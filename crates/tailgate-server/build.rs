use tonic_build::manual::{Builder, Method, Service};

// Messages are plain prost structs in `src/api/mod.rs`; only the service plumbing is generated,
// so the build does not need `protoc`.
fn main() {
    println!("cargo:rerun-if-changed=build.rs");

    let service = Service::builder()
        .name("ProfileLog")
        .package("tailgate.v1")
        .method(unary(
            "create_profile",
            "CreateProfile",
            "CreateProfileRequest",
            "CreateProfileResponse",
        ))
        .method(unary("read_profile", "ReadProfile", "ReadProfileRequest", "ReadProfileResponse"))
        .method(unary(
            "update_profile",
            "UpdateProfile",
            "UpdateProfileRequest",
            "UpdateProfileResponse",
        ))
        .method(unary(
            "delete_profile",
            "DeleteProfile",
            "DeleteProfileRequest",
            "DeleteProfileResponse",
        ))
        .method(unary(
            "list_profiles",
            "ListProfiles",
            "ListProfilesRequest",
            "ListProfilesResponse",
        ))
        .method(unary("produce", "Produce", "ProduceRequest", "ProduceResponse"))
        .method(unary("consume", "Consume", "ConsumeRequest", "ConsumeResponse"))
        .method(
            builder("produce_stream", "ProduceStream", "ProduceRequest", "ProduceResponse")
                .client_streaming()
                .server_streaming()
                .build(),
        )
        .method(
            builder("consume_stream", "ConsumeStream", "ConsumeRequest", "ConsumeResponse")
                .server_streaming()
                .build(),
        )
        .build();

    Builder::new().compile(&[service]);
}

fn builder(
    name: &str,
    route: &str,
    input: &str,
    output: &str,
) -> tonic_build::manual::MethodBuilder {
    Method::builder()
        .name(name)
        .route_name(route)
        .input_type(format!("crate::api::{input}"))
        .output_type(format!("crate::api::{output}"))
        .codec_path("tonic::codec::ProstCodec")
}

fn unary(name: &str, route: &str, input: &str, output: &str) -> Method {
    builder(name, route, input, output).build()
}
----
Go through the material above and copy each line that has the word "ProduceRequest".

* Answer for this exercise
        .method(unary("produce", "Produce", "ProduceRequest", "ProduceResponse"))
            builder("produce_stream", "ProduceStream", "ProduceRequest", "ProduceResponse")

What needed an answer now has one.